Given his importance in both academia and the federal courts, we have been due for a book that tells us more about the man. In most of the important ways, William Domnarski’s Richard Posner is that book.

This is the opening paragraph from “The Restless Judge,” my review of the book.

Another excerpt:

We see Posner call out various judges for intellectual laziness. He tangles with the late Supreme Court Justice and his former University of Chicago colleague, Antonin Scalia. He acerbically dresses down some police officers who have violated a defendant’s Miranda rights. He confidently reaches conclusions about public policy based on his largely self-taught economic understanding.

Posner on Scalia

Posner is a harsh critic of federal judges, arguing that many of them are lazy and that they should write their own decisions rather than have their clerks write them. Two famous judges whom he takes on are current Chief Justice John Roberts and the late Justice Antonin Scalia. In a 2012 article in Slate, after Scalia had dissented from parts of the majority opinion that invalidated some provisions of an Arizona law on immigration, Posner raked Scalia over the coals. Scalia had written, “[Arizona’s] citizens feel themselves under siege by large numbers of illegal immigrants who invade their property, strain their social services, and even place their lives in jeopardy.” Wrote Posner, “But the suggestion that illegal immigrants in Arizona are invading Americans’ property, straining their social services, and even placing their lives in jeopardy is sufficiently inflammatory to call for a citation to some reputable source of such hyperbole. Justice Scalia cites nothing to support it.” Aside from his question-begging use of “hyperbole”–if it were hyperbole, one would be hard put to find a “reputable source” to support it–Posner made a good point.

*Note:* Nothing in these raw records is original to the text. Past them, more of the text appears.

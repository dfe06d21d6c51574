//! muxroom - multiplexed RPC and room tunnels
//!
//! This crate re-exports the workspace crates as one entry point:
//!
//! - **`muxroom-proto`**: wire types (frames, bodies, call kinds, peer ids, tunnel handles)
//! - **`muxroom-rpc`**: the muxrpc connection multiplexer, manifests and streams
//! - **`muxroom-room`**: tunnel registry, relay and room server
//! - **`muxroom-client`**: the peer side of the room protocol
//!
//! # Quick Start - Room
//!
//! ```ignore
//! use muxroom::{PeerId, RoomConfig, RoomServer};
//!
//! let room = RoomServer::new(RoomConfig::new("@room.ed25519"))?;
//! // `stream` is an authenticated duplex byte stream, `remote` its peer id
//! let connection = room.attach(stream, remote)?;
//! connection.closed().await;
//! ```
//!
//! # Quick Start - Peer
//!
//! ```ignore
//! use muxroom::{Connection, PeerServices, RoomClient};
//! use std::sync::Arc;
//!
//! let (manifest, mut incoming) = PeerServices::new().into_manifest()?;
//! let room = RoomClient::new(Connection::builder(room_id, Arc::new(manifest)).open(stream));
//! room.announce().await?;
//!
//! while let Some(tunnel) = incoming.recv().await {
//!     // tunnel.stream is AsyncRead + AsyncWrite
//! }
//! ```

pub use muxroom_client as client;
pub use muxroom_proto as proto;
pub use muxroom_room as room;
pub use muxroom_rpc as rpc;

// Re-export protocol types
pub use muxroom_proto::{
    Body, BodyType, CallKind, EndpointEvent, HandleError, MethodPath, PeerId, RawBody,
    RoomMetadata, TunnelHandle,
};

// Re-export connection types
pub use muxroom_rpc::{
    rpc_error, Access, AccessPolicy, CallContext, Connection, ConnectionConfig, Duplex, Manifest,
    RawItem, RpcError, Sink, Source, TunnelStream,
};

// Re-export room types (for running a room)
pub use muxroom_room::{PrivacyMode, RelayConfig, RoomConfig, RoomError, RoomServer};

// Re-export client types (for peers)
pub use muxroom_client::{EndpointStream, IncomingTunnel, PeerServices, RoomClient, TunnelPolicy};
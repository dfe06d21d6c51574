//! muxrpc connections
//!
//! A [`Connection`] multiplexes many concurrent calls over one authenticated
//! duplex byte stream. Calls come in five kinds (sync, async, source, sink,
//! duplex); incoming calls are served from a [`Manifest`].

pub mod clock;
pub mod config;
pub mod connection;
mod dispatch;
pub mod error;
pub mod manifest;
pub mod stream;
pub mod tunnel;

pub use clock::{PingClock, PING_METHOD};
pub use config::ConnectionConfig;
pub use connection::{Connection, ConnectionBuilder, ConnectionId, WeakConnection};
pub use error::{rpc_error, RpcError};
pub use manifest::{
    Access, AccessPolicy, AllowAll, AsyncHandler, CallContext, DuplexHandler, DuplexTask, Handler,
    Manifest, ManifestError, MethodEntry, SinkHandler, SinkTask, SourceHandler, SyncHandler,
    MANIFEST_METHOD,
};
pub use stream::{Duplex, RawItem, Sink, Source, StreamItem};
pub use tunnel::TunnelStream;
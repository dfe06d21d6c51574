//! Peer side of the room tunnel protocol
//!
//! [`RoomClient`] talks to a room over an open connection; [`PeerServices`]
//! adds the methods a room expects its peers to serve.

pub mod endpoints;
pub mod room;
pub mod services;

pub use endpoints::EndpointStream;
pub use room::RoomClient;
pub use services::{AcceptAll, IncomingTunnel, PeerServices, TunnelPolicy};
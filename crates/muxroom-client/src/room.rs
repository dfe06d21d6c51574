//! Peer-side view of a room connection

use crate::endpoints::EndpointStream;
use muxroom_proto::{PeerId, RoomMetadata, TunnelConnectArgs, TunnelHandle};
use muxroom_rpc::{Connection, RpcError, TunnelStream, PING_METHOD};
use serde_json::Value;
use std::time::Duration;
use tracing::{debug, info};

const IS_ROOM_METHOD: &str = "tunnel.isRoom";
const ANNOUNCE_METHOD: &str = "tunnel.announce";
const LEAVE_METHOD: &str = "tunnel.leave";
const ENDPOINTS_METHOD: &str = "tunnel.endpoints";
const CONNECT_METHOD: &str = "tunnel.connect";
const METADATA_METHOD: &str = "room.metadata";

/// Client for the tunnel methods of a room
///
/// Wraps an open connection to the room; every operation is a plain muxrpc
/// call on it.
#[derive(Debug, Clone)]
pub struct RoomClient {
    connection: Connection,
}

impl RoomClient {
    pub fn new(connection: Connection) -> Self {
        Self { connection }
    }

    pub fn connection(&self) -> &Connection {
        &self.connection
    }

    /// Identity of the room, as authenticated by the transport
    pub fn room_id(&self) -> &PeerId {
        self.connection.remote_id()
    }

    /// `true` for rooms. Other peers don't expose the method, so asking them
    /// fails with [`RpcError::MethodNotFound`].
    pub async fn is_room(&self) -> Result<bool, RpcError> {
        self.connection.call_async(IS_ROOM_METHOD, Vec::new()).await
    }

    /// Become reachable through the room.
    pub async fn announce(&self) -> Result<(), RpcError> {
        self.connection
            .call_sync::<Value>(ANNOUNCE_METHOD, Vec::new())
            .await?;
        info!(room = %self.room_id(), "Announced");
        Ok(())
    }

    /// Stop being reachable through the room. Leaving twice is fine.
    pub async fn leave(&self) -> Result<(), RpcError> {
        self.connection
            .call_sync::<Value>(LEAVE_METHOD, Vec::new())
            .await?;
        info!(room = %self.room_id(), "Left");
        Ok(())
    }

    /// Follow peers joining and leaving the room.
    pub async fn endpoints(&self) -> Result<EndpointStream, RpcError> {
        let source = self.connection.source(ENDPOINTS_METHOD, Vec::new()).await?;
        Ok(EndpointStream::new(source))
    }

    /// The room's clock in milliseconds; never decreases between calls.
    pub async fn ping(&self) -> Result<i64, RpcError> {
        self.connection.call_sync(PING_METHOD, Vec::new()).await
    }

    pub async fn metadata(&self) -> Result<RoomMetadata, RpcError> {
        self.connection.call_async(METADATA_METHOD, Vec::new()).await
    }

    /// Open a tunnel to the peer named by `handle`.
    ///
    /// Refusals by the room or the target (for example
    /// [`RpcError::PeerNotFound`]) surface on the first read from the returned
    /// stream; [`muxroom_rpc::rpc_error`] recovers them from the `io::Error`.
    pub async fn connect(&self, handle: &TunnelHandle) -> Result<TunnelStream, RpcError> {
        if &handle.room != self.room_id() {
            return Err(RpcError::Protocol(format!(
                "handle is for room {}, connected to {}",
                handle.room,
                self.room_id()
            )));
        }
        self.connect_to(&handle.target).await
    }

    /// Like [`connect`](Self::connect), but waits up to `grace` for the room
    /// or the target to refuse, so refusals fail the call itself.
    ///
    /// A target that stays silent for `grace` is assumed to have accepted;
    /// anything it sent first is kept for the first read.
    pub async fn connect_checked(
        &self,
        handle: &TunnelHandle,
        grace: Duration,
    ) -> Result<TunnelStream, RpcError> {
        let mut stream = self.connect(handle).await?;
        match tokio::time::timeout(grace, stream.prefetch()).await {
            Ok(Err(err)) => {
                debug!(target = %handle.target, error = %err, "Tunnel refused");
                Err(err)
            }
            Ok(Ok(())) | Err(_) => Ok(stream),
        }
    }

    /// Open a tunnel to `target` through this room.
    pub async fn connect_to(&self, target: &PeerId) -> Result<TunnelStream, RpcError> {
        let args = TunnelConnectArgs {
            portal: self.room_id().clone(),
            target: target.clone(),
            origin: None,
        };
        let args = serde_json::to_value(&args)
            .map_err(|e| RpcError::Protocol(format!("unencodable connect arguments: {}", e)))?;

        debug!(room = %self.room_id(), target = %target, "Opening tunnel");
        let duplex = self.connection.duplex(CONNECT_METHOD, vec![args]).await?;
        Ok(TunnelStream::new(duplex))
    }
}
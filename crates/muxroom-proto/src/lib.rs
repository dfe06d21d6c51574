//! Room Protocol Definitions
//!
//! This crate defines the wire-level types shared by the muxrpc transport and
//! the room tunnel service: the frame header and codec, request/response bodies,
//! call kinds, method paths, peer identities and tunnel handles.

pub mod body;
pub mod frame;
pub mod handle;
pub mod kind;
pub mod messages;
pub mod method;
pub mod peer;

pub use body::{Body, BodyError, ErrorBody, RawBody, RequestBody};
pub use frame::{BodyType, Flags, Frame, FrameCodec, FrameError};
pub use handle::{HandleError, TunnelHandle};
pub use kind::CallKind;
pub use messages::{EndpointEvent, RoomMetadata, TunnelConnectArgs};
pub use method::MethodPath;
pub use peer::PeerId;

/// Default maximum body size (8MB)
pub const MAX_FRAME_SIZE: u32 = 8 * 1024 * 1024;
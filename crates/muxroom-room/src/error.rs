use muxroom_proto::PeerId;
use muxroom_rpc::ManifestError;
use thiserror::Error;

/// Room server errors
#[derive(Debug, Error)]
pub enum RoomError {
    #[error("Access restricted to members: {0}")]
    NotMember(PeerId),

    #[error("Failed to build room manifest: {0}")]
    Manifest(#[from] ManifestError),
}
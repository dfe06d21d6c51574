//! Room membership

use dashmap::DashSet;
use muxroom_proto::PeerId;
use muxroom_rpc::AccessPolicy;
use tracing::info;

/// Peers allowed into restricted rooms and to announce in community rooms
///
/// The room's own identity always counts as a member.
pub struct Members {
    room_id: PeerId,
    peers: DashSet<PeerId>,
}

impl Members {
    pub fn new(room_id: PeerId, initial: impl IntoIterator<Item = PeerId>) -> Self {
        Self {
            room_id,
            peers: initial.into_iter().collect(),
        }
    }

    /// Returns `false` if the peer already was a member.
    pub fn add(&self, peer: PeerId) -> bool {
        info!(peer = %peer, "Adding member");
        self.peers.insert(peer)
    }

    /// Returns `false` if the peer was not a member.
    pub fn remove(&self, peer: &PeerId) -> bool {
        info!(peer = %peer, "Removing member");
        self.peers.remove(peer).is_some()
    }

    pub fn contains(&self, peer: &PeerId) -> bool {
        *peer == self.room_id || self.peers.contains(peer)
    }

    /// Sorted member list, without the room itself
    pub fn list(&self) -> Vec<PeerId> {
        let mut peers: Vec<PeerId> = self.peers.iter().map(|peer| peer.key().clone()).collect();
        peers.sort();
        peers
    }

    pub fn len(&self) -> usize {
        self.peers.len()
    }

    pub fn is_empty(&self) -> bool {
        self.peers.is_empty()
    }
}

impl AccessPolicy for Members {
    fn is_member(&self, peer: &PeerId) -> bool {
        self.contains(peer)
    }
}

Posner on Miranda Warning and Cops

In my view, Posner was at his finest in his 2014 United States v. Slaight opinion reversing the conviction of Michael Slaight for receipt and possession of child pornography. The police had clearly denied Slaight his Miranda warning, and Posner saw through it. Dismissing the police argument that they wanted to interview Slaight at the police station rather than at his home because his windows were covered with trash bags, blocking the sunlight, Posner wrote sardonically that “the officers gave no reason why an interview, unlike painting a landscape, requires natural rather than artificial light.” As to their argument that the house “had a strong smell of cats,” Posner, who to his credit is pro-cat throughout the book, wrote that “police smell much worse things in the line of duty.” The final two sentences of Posner’s decision are terse and beautiful: “These facts are incontrovertible and show that the average person in Slaight’s position would have thought himself in custody. Any other conclusion would leave Miranda in tatters.”

I do end, however, by pointing out that Posner seems to have undue confidence in the willingness of powerful government officials to do the right thing even when they have little incentive to do so.